Scott: And the government bought it?

Ryan: Government bought it, yeah.

Scott: Do you remember for how much?

Ryan: Twenty-two thousand five hundred and fifty dollars.

Scott: They took it.

Ryan: Well…twenty-five or thirty years ago that was pretty fair price.

Scott: Oh was it?

Ryan: Nobody wanted land in the place that was in at that time…no roads in there…no good roads in there.

Scott: And a lot of timber.

Ryan: Yeah.

Scott: Would they cut the timber off?

Ryan: No….

Scott: Before it filled up… or just?

Ryan: No, they took every bit of it. Of course, they cut where the water line, where the water went, it was all cut off. But the hill land is still there, and…timber’s still on it, they took it all.

Scott: Huh.

Ryan: We hoped, we was glad they did take it all, we’d hate to have just a little left, back down there. But some of the land…farms, they didn’t take all of it, left them some hill land.

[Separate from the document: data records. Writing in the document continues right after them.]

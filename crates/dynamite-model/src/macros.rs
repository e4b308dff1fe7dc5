//! Declarative helpers for wire types.

/// Declare a string-valued wire enum.
///
/// The generated enum gets an `Unknown(String)` variant that preserves any
/// value the service sends which is not listed here, `as_str`/`from_wire`
/// conversions, `Display`, and serde impls that use the wire strings.
macro_rules! wire_enum {
    (
        $(#[$meta:meta])*
        $vis:vis enum $name:ident {
            $(
                $(#[$vmeta:meta])*
                $variant:ident = $wire:literal,
            )+
        }
    ) => {
        $(#[$meta])*
        #[derive(Debug, Clone, PartialEq, Eq, Hash)]
        $vis enum $name {
            $(
                $(#[$vmeta])*
                $variant,
            )+
            /// A value not known to this client, kept verbatim.
            Unknown(String),
        }

        impl $name {
            /// Returns the DynamoDB wire-format string representation.
            #[must_use]
            pub fn as_str(&self) -> &str {
                match self {
                    $(Self::$variant => $wire,)+
                    Self::Unknown(s) => s.as_str(),
                }
            }

            /// Parses a wire-format string; unrecognized values become `Unknown`.
            #[must_use]
            pub fn from_wire(s: &str) -> Self {
                match s {
                    $($wire => Self::$variant,)+
                    other => Self::Unknown(other.to_owned()),
                }
            }

            /// Returns `true` for values this client does not recognize.
            #[must_use]
            pub fn is_unknown(&self) -> bool {
                matches!(self, Self::Unknown(_))
            }
        }

        impl ::std::fmt::Display for $name {
            fn fmt(&self, f: &mut ::std::fmt::Formatter<'_>) -> ::std::fmt::Result {
                f.write_str(self.as_str())
            }
        }

        impl ::serde::Serialize for $name {
            fn serialize<S: ::serde::Serializer>(&self, serializer: S) -> Result<S::Ok, S::Error> {
                serializer.serialize_str(self.as_str())
            }
        }

        impl<'de> ::serde::Deserialize<'de> for $name {
            fn deserialize<D>(deserializer: D) -> Result<Self, D::Error>
            where
                D: ::serde::Deserializer<'de>,
            {
                let s = <String as ::serde::Deserialize>::deserialize(deserializer)?;
                Ok(Self::from_wire(&s))
            }
        }
    };
}
//! Request shapes, one per operation.
//!
//! Required members are constructor arguments; everything else is set with
//! chainable `with_*` methods, so `PutItemInput::new("t", item)
//! .with_return_values(ReturnValue::AllOld)` reads like the overloads of
//! other SDKs.

mod backup;
mod batch;
mod global_table;
mod item;
mod read;
mod table;
mod tag;
mod ttl;

pub use backup::*;
pub use batch::*;
pub use global_table::*;
pub use item::*;
pub use read::*;
pub use table::*;
pub use tag::*;
pub use ttl::*;
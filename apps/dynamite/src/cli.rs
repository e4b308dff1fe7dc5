//! Command-line arguments.

use clap::{Parser, Subcommand};

/// Talk to DynamoDB from the shell.
///
/// Credentials come from `AWS_ACCESS_KEY_ID`, `AWS_SECRET_ACCESS_KEY` and
/// `AWS_SESSION_TOKEN`. Keys and items are given in attribute-value JSON,
/// e.g. `{"id": {"S": "42"}}`.
#[derive(Debug, Parser)]
#[command(name = "dynamite", version, about)]
pub struct Cli {
    /// Region to sign for and to derive the default endpoint from.
    #[arg(long, global = true, env = "AWS_REGION")]
    pub region: Option<String>,

    /// Endpoint override: a bare host or an http(s) URL.
    #[arg(long, global = true, env = "DYNAMODB_ENDPOINT")]
    pub endpoint: Option<String>,

    /// Retries after the first attempt.
    #[arg(long, global = true)]
    pub max_retries: Option<u32>,

    /// Log filter used when `RUST_LOG` is unset.
    #[arg(long, global = true, env = "LOG_LEVEL", default_value = "warn")]
    pub log_level: String,

    #[command(subcommand)]
    pub command: Command,
}

/// One DynamoDB action.
#[derive(Debug, Subcommand)]
pub enum Command {
    /// List every table name in the region.
    ListTables,
    /// Print a table description.
    DescribeTable {
        /// Table name.
        name: String,
    },
    /// Fetch one item by primary key.
    GetItem {
        table: String,
        /// Primary key as attribute-value JSON.
        key: String,
        /// Use a strongly consistent read.
        #[arg(long)]
        consistent: bool,
    },
    /// Create or replace an item.
    PutItem {
        table: String,
        /// Item as attribute-value JSON.
        item: String,
    },
    /// Delete one item by primary key and print the old item, if any.
    DeleteItem {
        table: String,
        /// Primary key as attribute-value JSON.
        key: String,
    },
    /// Scan a table, following pagination.
    Scan {
        table: String,
        /// Stop after this many items.
        #[arg(long)]
        limit: Option<usize>,
    },
    /// Delete a table.
    DeleteTable {
        /// Table name.
        name: String,
    },
    /// Print the account's provisioned capacity limits.
    DescribeLimits,
}
//! Single-item operations.

use std::collections::HashMap;

use serde::{Deserialize, Serialize};

use crate::types::{ConsumedCapacity, Item, ItemCollectionMetrics};

/// Output for `GetItem`.
#[derive(Debug, Clone, Default, PartialEq, Serialize, Deserialize)]
#[serde(rename_all = "PascalCase")]
pub struct GetItemOutput {
    /// `None` when no item has the requested key.
    #[serde(skip_serializing_if = "Option::is_none")]
    pub item: Option<Item>,
    #[serde(skip_serializing_if = "Option::is_none")]
    pub consumed_capacity: Option<ConsumedCapacity>,
}

/// Output for `PutItem`.
#[derive(Debug, Clone, Default, PartialEq, Serialize, Deserialize)]
#[serde(rename_all = "PascalCase")]
pub struct PutItemOutput {
    /// The previous item, when `ReturnValues` was `ALL_OLD` and one existed.
    #[serde(default, skip_serializing_if = "HashMap::is_empty")]
    pub attributes: Item,
    #[serde(skip_serializing_if = "Option::is_none")]
    pub consumed_capacity: Option<ConsumedCapacity>,
    #[serde(skip_serializing_if = "Option::is_none")]
    pub item_collection_metrics: Option<ItemCollectionMetrics>,
}

/// Output for `UpdateItem`.
#[derive(Debug, Clone, Default, PartialEq, Serialize, Deserialize)]
#[serde(rename_all = "PascalCase")]
pub struct UpdateItemOutput {
    /// Attributes selected by `ReturnValues`.
    #[serde(default, skip_serializing_if = "HashMap::is_empty")]
    pub attributes: Item,
    #[serde(skip_serializing_if = "Option::is_none")]
    pub consumed_capacity: Option<ConsumedCapacity>,
    #[serde(skip_serializing_if = "Option::is_none")]
    pub item_collection_metrics: Option<ItemCollectionMetrics>,
}

/// Output for `DeleteItem`.
#[derive(Debug, Clone, Default, PartialEq, Serialize, Deserialize)]
#[serde(rename_all = "PascalCase")]
pub struct DeleteItemOutput {
    /// The deleted item, when `ReturnValues` was `ALL_OLD`.
    #[serde(default, skip_serializing_if = "HashMap::is_empty")]
    pub attributes: Item,
    #[serde(skip_serializing_if = "Option::is_none")]
    pub consumed_capacity: Option<ConsumedCapacity>,
    #[serde(skip_serializing_if = "Option::is_none")]
    pub item_collection_metrics: Option<ItemCollectionMetrics>,
}
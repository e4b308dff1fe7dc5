//! Dynamite: a small DynamoDB command-line tool.
//!
//! ```text
//! dynamite --endpoint http://localhost:8000 list-tables
//! dynamite get-item users '{"id":{"S":"42"}}'
//! ```
//!
//! # Environment Variables
//!
//! | Variable | Default | Description |
//! |----------|---------|-------------|
//! | `AWS_REGION` | `us-east-1` | Signing region |
//! | `DYNAMODB_ENDPOINT` | *(regional endpoint)* | Endpoint override |
//! | `AWS_ACCESS_KEY_ID` / `AWS_SECRET_ACCESS_KEY` | *(required)* | Credentials |
//! | `LOG_LEVEL` | `warn` | Log level filter |
//! | `RUST_LOG` | *(unset)* | Fine-grained tracing filter (overrides `LOG_LEVEL`) |

mod cli;
mod commands;

use anyhow::{Context, Result};
use clap::Parser;
use dynamite_client::{ClientConfig, DynamoDbClient};
use tracing::debug;
use tracing_subscriber::EnvFilter;

use crate::cli::Cli;

/// Initialize the tracing subscriber on stderr.
///
/// Uses `RUST_LOG` if set, otherwise falls back to `log_level`.
fn init_tracing(log_level: &str) -> Result<()> {
    let filter = if std::env::var("RUST_LOG").is_ok() {
        EnvFilter::from_default_env()
    } else {
        EnvFilter::try_new(log_level)
            .with_context(|| format!("invalid log level filter: {log_level}"))?
    };

    tracing_subscriber::fmt()
        .with_env_filter(filter)
        .with_target(true)
        .with_writer(std::io::stderr)
        .init();

    Ok(())
}

/// Environment first, then command-line overrides.
fn build_config(cli: &Cli) -> Result<ClientConfig> {
    let mut config = ClientConfig::from_env().context("invalid client configuration")?;
    if let Some(region) = &cli.region {
        config = config.with_region(region.as_str());
    }
    if let Some(endpoint) = &cli.endpoint {
        config = config
            .with_endpoint(endpoint.as_str())
            .with_context(|| format!("invalid endpoint {endpoint}"))?;
    }
    if let Some(max_retries) = cli.max_retries {
        config = config.with_max_retries(max_retries);
    }
    Ok(config)
}

#[tokio::main]
async fn main() -> Result<()> {
    let cli = Cli::parse();
    init_tracing(&cli.log_level)?;

    let config = build_config(&cli)?;
    let client = DynamoDbClient::builder(config)
        .build()
        .context("failed to create DynamoDB client")?;
    debug!(endpoint = %client.endpoint(), "client ready");

    let output = commands::run(&client, cli.command).await?;
    println!("{}", serde_json::to_string_pretty(&output)?);
    Ok(())
}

Scott: Just left part of it, and they still own that property.

Ryan: Yeah.

Scott: So you moved up here in what?

Ryan: I believe ‘46.

Scott: 1946?

Ryan: I moved a couple of years before the dam. My mother wanted to move out here, and she was getting old, and she wanted to live out here, and she had to go to the doctor a lot, and it’s easier to get to the doctor from here than from down there.

Scott: Now how far are you from Albany Hill?

Ryan: Six miles.

Scott: Just six miles. Okay, so you moved here in ’46. When did you…when did you marry?

Ryan: I married in ’42—January 3, 1942.

Scott: So then you had a wife. And what’s her name?

Ryan: Evelyn, Evelyn Thomas. She was a Thomas.

Scott: Is she from here?

Ryan: Yeah, she’s from here.

Scott: And how big was this farm when you moved in?

Ryan: Supposed to be 260 acres, but there’s only about 70 acres, rest of it is woodlands, 70 acres of cropland.

Scott: Do you have any big timber? Do you, have you sold any….

Ryan: Yeah, there’s some timber on it, not real big, no it’s…it’s got quite a bit of timber on it.

Scott: Have you sold any off?

Ryan: I sold some about, oh, 32 or 33 years ago, I sold some.

Scott: What kind was it?

Ryan: Oak. It’s growed back now, and is as big as it was whenever I sold it.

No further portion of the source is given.